The morning she had woken up next to a stranger was when she hit bottom. Still half drunk, she staggered to the bathroom and looked at herself. Her make-up was smeared and her hair hung limply about her puffy face. Disgusted, she turned back to the young man who the night before she thought had resembled Martin. He was sprawled naked across her bed. In the harsh morning light she saw that the resemblance was the product of too many martinis. He was pale, probably from spending so much of his time in sleazy bars, and flabby from too little exercise. The hair which had appeared thick and wavy was now plastered down over a small bald spot. God, she couldn’t even remember his name.
With a shudder she went to the window and looked down the eight floors to the sidewalk.
If she’d had the courage, she would have jumped, but either fear or the spectre of committing a mortal sin prevented her. When she turned away from the window, she discovered a core of strength she hadn’t known she still possessed. She was going to survive.
She dressed and hurried out of the room. Without stopping to analyse her motives she went to the train station and bought a coach ticket to Biloxi. Then she went back to her room, where she was pleased to find that the young man had gone, stealing only her radio. She flung her clothes into her suitcase and went back to catch her train.
Little Jenny McCoy had failed up North. Maybe she never should have tried, but now at least she was accepting her defeat and going back where she belonged.
Biloxi scarcely gave Jenny a sense of homecoming. She had been away too long. Her first summer back was almost more than she could bear.
She had never known such heat, such dust, or such discomfort. She would have left but, unable to find a job, had soon run out of money.
The morning she walked into the Biloxi commercial bank she had eaten little for two days. Standing before the manager’s desk trying to fill out a job application, she was overcome with dizziness. She put a hand to steady herself, but it was no use. She fell to the floor in a dead faint.
She came to on a couch in the bank president’s office. As her eyes fluttered open she was aware of someone sitting at her side, holding her hand.

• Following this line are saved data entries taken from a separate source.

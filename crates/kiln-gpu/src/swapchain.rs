//! Swapchain management.

use crate::error::{GpuError, Result};
use ash::vk;

/// Outcome of a swapchain image acquire.
#[derive(Clone, Copy, Debug, PartialEq, Eq)]
pub enum AcquireOutcome {
    /// An image was acquired.
    Ready(u32),
    /// An image was acquired but the swapchain no longer matches the
    /// surface; rebuild after this frame.
    Suboptimal(u32),
    /// No image was acquired; the swapchain must be rebuilt before the
    /// next attempt.
    OutOfDate,
}

/// Swapchain wrapper.
pub struct Swapchain {
    pub swapchain: vk::SwapchainKHR,
    pub images: Vec<vk::Image>,
    pub image_views: Vec<vk::ImageView>,
    pub format: vk::Format,
    pub extent: vk::Extent2D,
}

impl Swapchain {
    /// Create a new swapchain.
    ///
    /// # Safety
    /// All handles must be valid.
    #[allow(clippy::too_many_arguments)]
    pub unsafe fn new(
        device: &ash::Device,
        swapchain_loader: &ash::khr::swapchain::Device,
        surface: vk::SurfaceKHR,
        surface_capabilities: &vk::SurfaceCapabilitiesKHR,
        surface_format: vk::SurfaceFormatKHR,
        present_mode: vk::PresentModeKHR,
        extent: vk::Extent2D,
        old_swapchain: Option<vk::SwapchainKHR>,
        graphics_queue_family: u32,
    ) -> Result<Self> {
        let mut image_count = surface_capabilities.min_image_count + 1;
        if surface_capabilities.max_image_count > 0
            && image_count > surface_capabilities.max_image_count
        {
            image_count = surface_capabilities.max_image_count;
        }

        let queue_families = [graphics_queue_family];
        let create_info = vk::SwapchainCreateInfoKHR::default()
            .surface(surface)
            .min_image_count(image_count)
            .image_format(surface_format.format)
            .image_color_space(surface_format.color_space)
            .image_extent(extent)
            .image_array_layers(1)
            .image_usage(vk::ImageUsageFlags::COLOR_ATTACHMENT)
            .image_sharing_mode(vk::SharingMode::EXCLUSIVE)
            .queue_family_indices(&queue_families)
            .pre_transform(surface_capabilities.current_transform)
            .composite_alpha(vk::CompositeAlphaFlagsKHR::OPAQUE)
            .present_mode(present_mode)
            .clipped(true)
            .old_swapchain(old_swapchain.unwrap_or(vk::SwapchainKHR::null()));

        let swapchain = unsafe {
            swapchain_loader
                .create_swapchain(&create_info, None)
                .map_err(|e| GpuError::SwapchainCreation(e.to_string()))?
        };

        let images = unsafe { swapchain_loader.get_swapchain_images(swapchain)? };

        let image_views: Vec<_> = images
            .iter()
            .map(|&image| {
                let view_info = vk::ImageViewCreateInfo::default()
                    .image(image)
                    .view_type(vk::ImageViewType::TYPE_2D)
                    .format(surface_format.format)
                    .components(vk::ComponentMapping::default())
                    .subresource_range(
                        vk::ImageSubresourceRange::default()
                            .aspect_mask(vk::ImageAspectFlags::COLOR)
                            .base_mip_level(0)
                            .level_count(1)
                            .base_array_layer(0)
                            .layer_count(1),
                    );

                unsafe { device.create_image_view(&view_info, None) }
            })
            .collect::<std::result::Result<Vec<_>, _>>()?;

        Ok(Self {
            swapchain,
            images,
            image_views,
            format: surface_format.format,
            extent,
        })
    }

    /// Acquire the next image.
    ///
    /// Out-of-date is a recoverable outcome, not an error; the caller runs
    /// the rebuild path and retries on the next frame.
    ///
    /// # Safety
    /// All handles must be valid.
    pub unsafe fn acquire_next_image(
        &self,
        swapchain_loader: &ash::khr::swapchain::Device,
        semaphore: vk::Semaphore,
        timeout_ns: u64,
    ) -> Result<AcquireOutcome> {
        let result = unsafe {
            swapchain_loader.acquire_next_image(
                self.swapchain,
                timeout_ns,
                semaphore,
                vk::Fence::null(),
            )
        };

        match result {
            Ok((index, false)) => Ok(AcquireOutcome::Ready(index)),
            Ok((index, true)) => Ok(AcquireOutcome::Suboptimal(index)),
            Err(vk::Result::ERROR_OUT_OF_DATE_KHR) => Ok(AcquireOutcome::OutOfDate),
            Err(e) => Err(GpuError::from(e)),
        }
    }

    /// Present an image. Returns true if the swapchain needs rebuilding.
    ///
    /// # Safety
    /// All handles must be valid.
    pub unsafe fn present(
        &self,
        swapchain_loader: &ash::khr::swapchain::Device,
        queue: vk::Queue,
        image_index: u32,
        wait_semaphores: &[vk::Semaphore],
    ) -> Result<bool> {
        let swapchains = [self.swapchain];
        let image_indices = [image_index];

        let present_info = vk::PresentInfoKHR::default()
            .wait_semaphores(wait_semaphores)
            .swapchains(&swapchains)
            .image_indices(&image_indices);

        let result = unsafe { swapchain_loader.queue_present(queue, &present_info) };

        match result {
            Ok(suboptimal) => Ok(suboptimal),
            Err(vk::Result::ERROR_OUT_OF_DATE_KHR) => Ok(true),
            Err(e) => Err(GpuError::from(e)),
        }
    }

    /// Destroy the swapchain.
    ///
    /// # Safety
    /// All handles must be valid and the swapchain must not be in use.
    pub unsafe fn destroy(
        &self,
        device: &ash::Device,
        swapchain_loader: &ash::khr::swapchain::Device,
    ) {
        unsafe {
            for &view in &self.image_views {
                device.destroy_image_view(view, None);
            }
            swapchain_loader.destroy_swapchain(self.swapchain, None);
        }
    }
}

/// Select the best surface format, preferring SRGB.
pub fn select_surface_format(available: &[vk::SurfaceFormatKHR]) -> vk::SurfaceFormatKHR {
    for format in available {
        if format.format == vk::Format::B8G8R8A8_SRGB
            && format.color_space == vk::ColorSpaceKHR::SRGB_NONLINEAR
        {
            return *format;
        }
    }
    available[0]
}

/// Select the best present mode.
pub fn select_present_mode(available: &[vk::PresentModeKHR], vsync: bool) -> vk::PresentModeKHR {
    if vsync {
        return vk::PresentModeKHR::FIFO;
    }
    for &mode in available {
        if mode == vk::PresentModeKHR::MAILBOX {
            return mode;
        }
    }
    for &mode in available {
        if mode == vk::PresentModeKHR::IMMEDIATE {
            return mode;
        }
    }
    // FIFO is always supported
    vk::PresentModeKHR::FIFO
}

/// Calculate the swapchain extent.
pub fn calculate_extent(
    capabilities: &vk::SurfaceCapabilitiesKHR,
    desired_width: u32,
    desired_height: u32,
) -> vk::Extent2D {
    if capabilities.current_extent.width != u32::MAX {
        capabilities.current_extent
    } else {
        vk::Extent2D {
            width: desired_width.clamp(
                capabilities.min_image_extent.width,
                capabilities.max_image_extent.width,
            ),
            height: desired_height.clamp(
                capabilities.min_image_extent.height,
                capabilities.max_image_extent.height,
            ),
        }
    }
}

#[cfg(test)]
mod tests {
    use super::*;

    #[test]
    fn surface_format_prefers_srgb() {
        let formats = [
            vk::SurfaceFormatKHR {
                format: vk::Format::R8G8B8A8_UNORM,
                color_space: vk::ColorSpaceKHR::SRGB_NONLINEAR,
            },
            vk::SurfaceFormatKHR {
                format: vk::Format::B8G8R8A8_SRGB,
                color_space: vk::ColorSpaceKHR::SRGB_NONLINEAR,
            },
        ];
        assert_eq!(
            select_surface_format(&formats).format,
            vk::Format::B8G8R8A8_SRGB
        );
    }

    #[test]
    fn present_mode_fifo_with_vsync() {
        let available = [vk::PresentModeKHR::MAILBOX, vk::PresentModeKHR::FIFO];
        assert_eq!(
            select_present_mode(&available, true),
            vk::PresentModeKHR::FIFO
        );
        assert_eq!(
            select_present_mode(&available, false),
            vk::PresentModeKHR::MAILBOX
        );
    }

    #[test]
    fn extent_clamps_when_unconstrained() {
        let caps = vk::SurfaceCapabilitiesKHR {
            current_extent: vk::Extent2D {
                width: u32::MAX,
                height: u32::MAX,
            },
            min_image_extent: vk::Extent2D {
                width: 64,
                height: 64,
            },
            max_image_extent: vk::Extent2D {
                width: 2048,
                height: 2048,
            },
            ..Default::default()
        };
        let extent = calculate_extent(&caps, 4096, 32);
        assert_eq!(extent.width, 2048);
        assert_eq!(extent.height, 64);
    }
}
//! Render views and the per-frame surface merge.
//!
//! A view collects the frame's draw submissions, then runs the merge
//! pipeline: sort by material, deduplicate identical surfaces into
//! instanced entries, and compact object-parameter offsets into a dense
//! index space. Everything here is pure bookkeeping; command recording
//! reads the result.

use glam::Mat4;
use hashbrown::HashMap;

use crate::draw::{DrawSurface, DrawSurfaceInstance, MergedDrawSurface};
use crate::pass::DrawPass;

/// Number of logical render views.
pub const VIEW_COUNT: usize = 3;

/// The logical camera/pass-group a view represents.
#[derive(Clone, Copy, Debug, PartialEq, Eq)]
pub enum ViewKind {
    /// Depth-only view from the sun.
    Shadow,
    /// Main 3D raster view.
    Main,
    /// Post-process and 2D overlay view.
    Post,
}

impl ViewKind {
    /// All view kinds in execution order.
    pub const ALL: [Self; VIEW_COUNT] = [Self::Shadow, Self::Main, Self::Post];

    /// The passes this view records, in order.
    pub fn passes(self) -> &'static [DrawPass] {
        match self {
            Self::Shadow => &[DrawPass::Shadow],
            Self::Main => &[
                DrawPass::Depth,
                DrawPass::Terrain,
                DrawPass::Opaque,
                DrawPass::Skybox,
                DrawPass::Transparent,
                DrawPass::Wireframe,
            ],
            Self::Post => &[DrawPass::Post],
        }
    }
}

/// One logical render view with its per-frame surface lists.
///
/// The view itself persists across frames; its lists are cleared and
/// refilled every frame.
pub struct RenderView {
    kind: ViewKind,
    pub view_matrix: Mat4,
    pub projection: Mat4,
    pub viewport: (u32, u32),
    surfaces: Vec<DrawSurface>,
    instances: Vec<DrawSurfaceInstance>,
    merged: Vec<MergedDrawSurface>,
    merged_built: bool,
}

impl RenderView {
    /// Create an empty view.
    pub fn new(kind: ViewKind) -> Self {
        Self {
            kind,
            view_matrix: Mat4::IDENTITY,
            projection: Mat4::IDENTITY,
            viewport: (0, 0),
            surfaces: Vec::new(),
            instances: Vec::new(),
            merged: Vec::new(),
            merged_built: false,
        }
    }

    /// The view's kind.
    pub fn kind(&self) -> ViewKind {
        self.kind
    }

    /// Step 1: reset the committed lists for a new frame.
    pub fn clear(&mut self) {
        self.surfaces.clear();
        self.instances.clear();
        self.merged.clear();
        self.merged_built = false;
    }

    /// Step 2: commit one surface with its instance transform.
    ///
    /// Entity filtering (hidden, no-shadow) happens before this call;
    /// the view accepts everything it is handed.
    pub fn submit(&mut self, surface: DrawSurface, transform: Mat4) {
        self.surfaces.push(surface);
        self.instances.push(DrawSurfaceInstance {
            transform,
            merged: 0,
            instance: 0,
        });
    }

    /// Steps 3–5: sort, merge, and compact the committed surfaces.
    pub fn finish(&mut self) {
        self.sort();
        self.merge();
        self.compact_offsets();
        self.merged_built = true;
    }

    /// Stable sort by sort key so surfaces sharing a material are
    /// contiguous. Instances are permuted alongside their surfaces.
    fn sort(&mut self) {
        let mut order: Vec<u32> = (0..self.surfaces.len() as u32).collect();
        order.sort_by_key(|&i| self.surfaces[i as usize].sort_key);

        let mut surfaces = Vec::with_capacity(self.surfaces.len());
        let mut instances = Vec::with_capacity(self.instances.len());
        for &i in &order {
            surfaces.push(self.surfaces[i as usize].clone());
            instances.push(self.instances[i as usize]);
        }
        self.surfaces = surfaces;
        self.instances = instances;
    }

    /// Single pass over the sorted list: identical content hashes land in
    /// the same merged entry, each occurrence recording its position
    /// within the group.
    fn merge(&mut self) {
        let mut by_hash: HashMap<u64, u32> = HashMap::with_capacity(self.surfaces.len());

        for (i, surface) in self.surfaces.iter().enumerate() {
            match by_hash.get(&surface.content_hash) {
                Some(&merged_index) => {
                    let entry = &mut self.merged[merged_index as usize];
                    self.instances[i].merged = merged_index;
                    self.instances[i].instance = entry.instance_count;
                    entry.instance_count += 1;
                }
                None => {
                    let merged_index = self.merged.len() as u32;
                    by_hash.insert(surface.content_hash, merged_index);
                    self.merged.push(MergedDrawSurface {
                        surface: i as u32,
                        instance_count: 1,
                        object_offset: 0,
                        content_hash: surface.content_hash,
                    });
                    self.instances[i].merged = merged_index;
                    self.instances[i].instance = 0;
                }
            }
        }
    }

    /// Assign each merged entry a base offset equal to the running sum of
    /// prior instance counts: a dense, gapless index space sized to the
    /// total instance count.
    fn compact_offsets(&mut self) {
        let mut offset = 0;
        for entry in &mut self.merged {
            entry.object_offset = offset;
            offset += entry.instance_count;
        }
    }

    /// Committed surfaces (sorted after `finish`).
    pub fn surfaces(&self) -> &[DrawSurface] {
        &self.surfaces
    }

    /// Committed instances, parallel to `surfaces`.
    pub fn instances(&self) -> &[DrawSurfaceInstance] {
        &self.instances
    }

    /// Merged entries in draw order. Empty before `finish`.
    pub fn merged(&self) -> &[MergedDrawSurface] {
        debug_assert!(self.merged_built || self.surfaces.is_empty());
        &self.merged
    }

    /// Total instances across all merged entries; also the number of
    /// object-parameter slots this view consumes.
    pub fn total_instances(&self) -> u32 {
        self.merged.iter().map(|m| m.instance_count).sum()
    }

    /// Write each instance's transform into its compacted slot.
    ///
    /// `slots` must hold at least `total_instances` entries.
    pub fn fill_object_slots(&self, slots: &mut [Mat4]) {
        for instance in &self.instances {
            let base = self.merged[instance.merged as usize].object_offset;
            slots[(base + instance.instance) as usize] = instance.transform;
        }
    }
}

#[cfg(test)]
mod tests {
    use super::*;
    use glam::Vec3;
    use kiln_core::{MaterialId, ObjectId, RenderFlags};

    fn cube_surface(material: u32, object: u32) -> DrawSurface {
        DrawSurface::new(
            0,
            36,
            0,
            MaterialId(material),
            RenderFlags::empty(),
            ObjectId(object),
        )
    }

    fn unique_surface(first_index: u32, material: u32, object: u32) -> DrawSurface {
        DrawSurface::new(
            first_index,
            36,
            0,
            MaterialId(material),
            RenderFlags::empty(),
            ObjectId(object),
        )
    }

    #[test]
    fn three_shared_one_unique() {
        // Three entities sharing a model/material plus one distinct
        // material: exactly 2 merged surfaces, counts {3, 1}, offsets
        // {0, 3}.
        let mut view = RenderView::new(ViewKind::Main);
        for object in 0..3 {
            view.submit(
                cube_surface(1, object),
                Mat4::from_translation(Vec3::splat(object as f32)),
            );
        }
        view.submit(unique_surface(36, 2, 3), Mat4::IDENTITY);
        view.finish();

        assert_eq!(view.merged().len(), 2);
        assert_eq!(view.merged()[0].instance_count, 3);
        assert_eq!(view.merged()[1].instance_count, 1);
        assert_eq!(view.merged()[0].object_offset, 0);
        assert_eq!(view.merged()[1].object_offset, 3);
        assert_eq!(view.total_instances(), 4);
    }

    #[test]
    fn instance_counts_sum_to_submissions() {
        let mut view = RenderView::new(ViewKind::Main);
        let patterns = [1, 1, 2, 3, 2, 1, 4, 4, 4, 4];
        for (object, &material) in patterns.iter().enumerate() {
            view.submit(cube_surface(material, object as u32), Mat4::IDENTITY);
        }
        view.finish();

        let total: u32 = view.merged().iter().map(|m| m.instance_count).sum();
        assert_eq!(total as usize, patterns.len());
    }

    #[test]
    fn identical_hashes_share_a_merged_entry() {
        let mut view = RenderView::new(ViewKind::Main);
        view.submit(cube_surface(5, 0), Mat4::IDENTITY);
        view.submit(unique_surface(72, 1, 1), Mat4::IDENTITY);
        view.submit(cube_surface(5, 2), Mat4::IDENTITY);
        view.finish();

        let cube_hash = cube_surface(5, 0).content_hash;
        let entries: Vec<_> = view
            .merged()
            .iter()
            .filter(|m| m.content_hash == cube_hash)
            .collect();
        assert_eq!(entries.len(), 1);
        assert_eq!(entries[0].instance_count, 2);
    }

    #[test]
    fn offsets_are_gapless_and_increasing() {
        let mut view = RenderView::new(ViewKind::Main);
        for object in 0..20 {
            view.submit(cube_surface(object % 5, object), Mat4::IDENTITY);
        }
        view.finish();

        let merged = view.merged();
        for pair in merged.windows(2) {
            assert_eq!(
                pair[1].object_offset,
                pair[0].object_offset + pair[0].instance_count
            );
        }
        assert_eq!(merged[0].object_offset, 0);
    }

    #[test]
    fn sort_groups_materials_contiguously() {
        let mut view = RenderView::new(ViewKind::Main);
        let materials = [3, 1, 2, 1, 3, 2, 1];
        for (object, &material) in materials.iter().enumerate() {
            view.submit(
                unique_surface(object as u32 * 36, material, object as u32),
                Mat4::IDENTITY,
            );
        }
        view.finish();

        let mut seen = Vec::new();
        for surface in view.surfaces() {
            if seen.last() != Some(&surface.material) {
                assert!(
                    !seen.contains(&surface.material),
                    "material {:?} split into multiple runs",
                    surface.material
                );
                seen.push(surface.material);
            }
        }
    }

    #[test]
    fn intra_group_instance_ids_count_up() {
        let mut view = RenderView::new(ViewKind::Main);
        for object in 0..4 {
            view.submit(cube_surface(1, object), Mat4::IDENTITY);
        }
        view.finish();

        let mut ids: Vec<u32> = view.instances().iter().map(|i| i.instance).collect();
        ids.sort_unstable();
        assert_eq!(ids, vec![0, 1, 2, 3]);
    }

    #[test]
    fn object_slots_are_dense() {
        let mut view = RenderView::new(ViewKind::Main);
        for object in 0..3 {
            view.submit(
                cube_surface(1, object),
                Mat4::from_translation(Vec3::new(object as f32, 0.0, 0.0)),
            );
        }
        view.submit(unique_surface(36, 2, 3), Mat4::from_translation(Vec3::Y));
        view.finish();

        let mut slots = vec![Mat4::ZERO; view.total_instances() as usize];
        view.fill_object_slots(&mut slots);
        // Every slot was written: no transform is the zero matrix.
        for slot in &slots {
            assert_ne!(*slot, Mat4::ZERO);
        }
    }

    #[test]
    fn clear_resets_for_next_frame() {
        let mut view = RenderView::new(ViewKind::Main);
        view.submit(cube_surface(1, 0), Mat4::IDENTITY);
        view.finish();
        assert_eq!(view.merged().len(), 1);

        view.clear();
        assert!(view.surfaces().is_empty());
        assert!(view.merged().is_empty());
        assert_eq!(view.total_instances(), 0);
    }

    #[test]
    fn entity_churn_recompacts_each_frame() {
        // Offsets are re-derived every frame: after an entity disappears,
        // the index space is again dense starting at zero.
        let mut view = RenderView::new(ViewKind::Main);
        for object in 0..3 {
            view.submit(cube_surface(1, object), Mat4::IDENTITY);
        }
        view.submit(unique_surface(36, 2, 3), Mat4::IDENTITY);
        view.finish();
        assert_eq!(view.merged()[1].object_offset, 3);

        // Next frame: the three shared entities are gone.
        view.clear();
        view.submit(unique_surface(36, 2, 3), Mat4::IDENTITY);
        view.finish();
        assert_eq!(view.merged().len(), 1);
        assert_eq!(view.merged()[0].object_offset, 0);
        assert_eq!(view.total_instances(), 1);
    }

    #[test]
    fn view_pass_ranges() {
        assert_eq!(ViewKind::Shadow.passes(), &[DrawPass::Shadow]);
        assert_eq!(ViewKind::Post.passes(), &[DrawPass::Post]);
        assert_eq!(ViewKind::Main.passes().len(), 6);
        assert!(!ViewKind::Main.passes().contains(&DrawPass::Shadow));
        assert!(!ViewKind::Main.passes().contains(&DrawPass::Post));
    }
}
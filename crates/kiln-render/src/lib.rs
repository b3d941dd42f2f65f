//! Render views, draw-pass scheduling, and the frame renderer.
//!
//! This crate holds the engine's frame core:
//! - Draw surface submission, merge/instancing, and offset compaction
//! - The fixed draw-pass table and lazily-populated pipeline cache
//! - Multi-buffered frame state and the top-level frame scheduler

pub mod camera;
pub mod draw;
pub mod frame;
pub mod pass;
pub mod pipeline_cache;
pub mod renderer;
pub mod scene;
pub mod upload;
pub mod view;

pub use camera::{sun_shadow_matrices, Camera};
pub use draw::{DrawSurface, DrawSurfaceInstance, MergedDrawSurface};
pub use frame::{FrameRing, FrameState, GlobalUniforms, PushConstants};
pub use pass::{surface_pass_state, DrawPass, PassStateFlags, PassTarget};
pub use pipeline_cache::{PipelineCache, PipelineKey, TargetFormats};
pub use renderer::{Renderer, RendererConfig, SwapchainHealth};
pub use scene::{
    AssetStore, Entity, Light, MaterialDesc, Model, ModelSurface, ProgramDesc, Scene,
    ShaderLibrary, Sun, TextureFace, TexturePixels, Vertex,
};
pub use upload::{GeometryBuffers, UploadQueue};
pub use view::{RenderView, ViewKind, VIEW_COUNT};
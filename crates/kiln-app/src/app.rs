//! `KilnApp` trait definition.

use std::sync::Arc;

use kiln_gpu::GpuContext;
use kiln_render::{AssetStore, Camera, ProgramDesc, Renderer, Scene};
use winit::event::WindowEvent;
use winit::window::Window;

/// Application context shared across all app methods.
pub struct AppContext {
    /// The window handle.
    pub window: Arc<Window>,
    /// GPU context with device and queue.
    pub gpu: GpuContext,
    /// The frame renderer.
    pub renderer: Renderer,
}

impl AppContext {
    /// Current render aspect ratio.
    pub fn aspect_ratio(&self) -> f32 {
        self.renderer.aspect_ratio()
    }
}

/// Trait for Kiln applications.
///
/// The framework handles window creation, GPU initialization, renderer
/// setup, and the event loop; the app supplies assets once and a scene
/// snapshot every frame.
pub trait KilnApp: Sized {
    /// Register asset data (models, materials, textures).
    ///
    /// Called once before the renderer is created.
    fn load_assets(assets: &mut AssetStore) -> anyhow::Result<Vec<ProgramDesc>>;

    /// Initialize the application after GPU and renderer setup.
    fn init(ctx: &mut AppContext) -> anyhow::Result<Self>;

    /// Update application state.
    ///
    /// # Arguments
    /// * `ctx` - Application context with GPU and window access
    /// * `dt` - Delta time in seconds since last frame
    fn update(&mut self, ctx: &AppContext, dt: f32);

    /// The scene snapshot for this frame.
    fn scene(&self) -> &Scene;

    /// The camera for this frame.
    fn camera(&self) -> &Camera;

    /// Handle window resize.
    ///
    /// The framework already queued a swapchain rebuild; override to
    /// adjust app state such as the camera aspect ratio.
    #[allow(unused_variables)]
    fn on_resize(&mut self, width: u32, height: u32) {}

    /// Handle window events.
    ///
    /// Return `true` if the event was consumed.
    #[allow(unused_variables)]
    fn on_event(&mut self, event: &WindowEvent) -> bool {
        false
    }

    /// Whether the application wants to exit.
    fn should_exit(&self) -> bool {
        false
    }
}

“Are you feeling a little better?”
Jenny wasn’t sure, but she nodded yes.
“My name is Cyrus Worthington, and I must say you caused us all a fright.”
“I’m sorry,” Jenny said as she tried to sit up.
“I really think you should rest for just a bit,” Cyrus said, gently forcing her to lie back down.
Jenny focused on the man looking down at her with such concern.
Despite a thickset figure testifying to a fondness for good Southern cooking and a face flushed by a steady diet of mint juleps, Mr. Worthington presented a very distinguished appearance. Thick grey hair was neatly parted over a broad forehead, and his even features were set off by a handsome smile.
Jenny was not aware that his concern was dictated by the throbbing between his heavy thighs or that some of his sexual predilections had made the most popular madam in town ban him from her parlour. All Jenny saw was that he seemed kind and that if she played her cards right he might offer her a job.
Patting her hand in the most paternal way, he said, “I understand, my dear, that you are looking for employment
“Yes. I have excellent recommendations, Mr. Worthington.”
She told him that she had been born and raised in Biloxi, had left to attend Hunter College, and then stayed on in New York to work first for the Gatti agency and then Elmo Cosmetics. Both companies would vouch for her competence.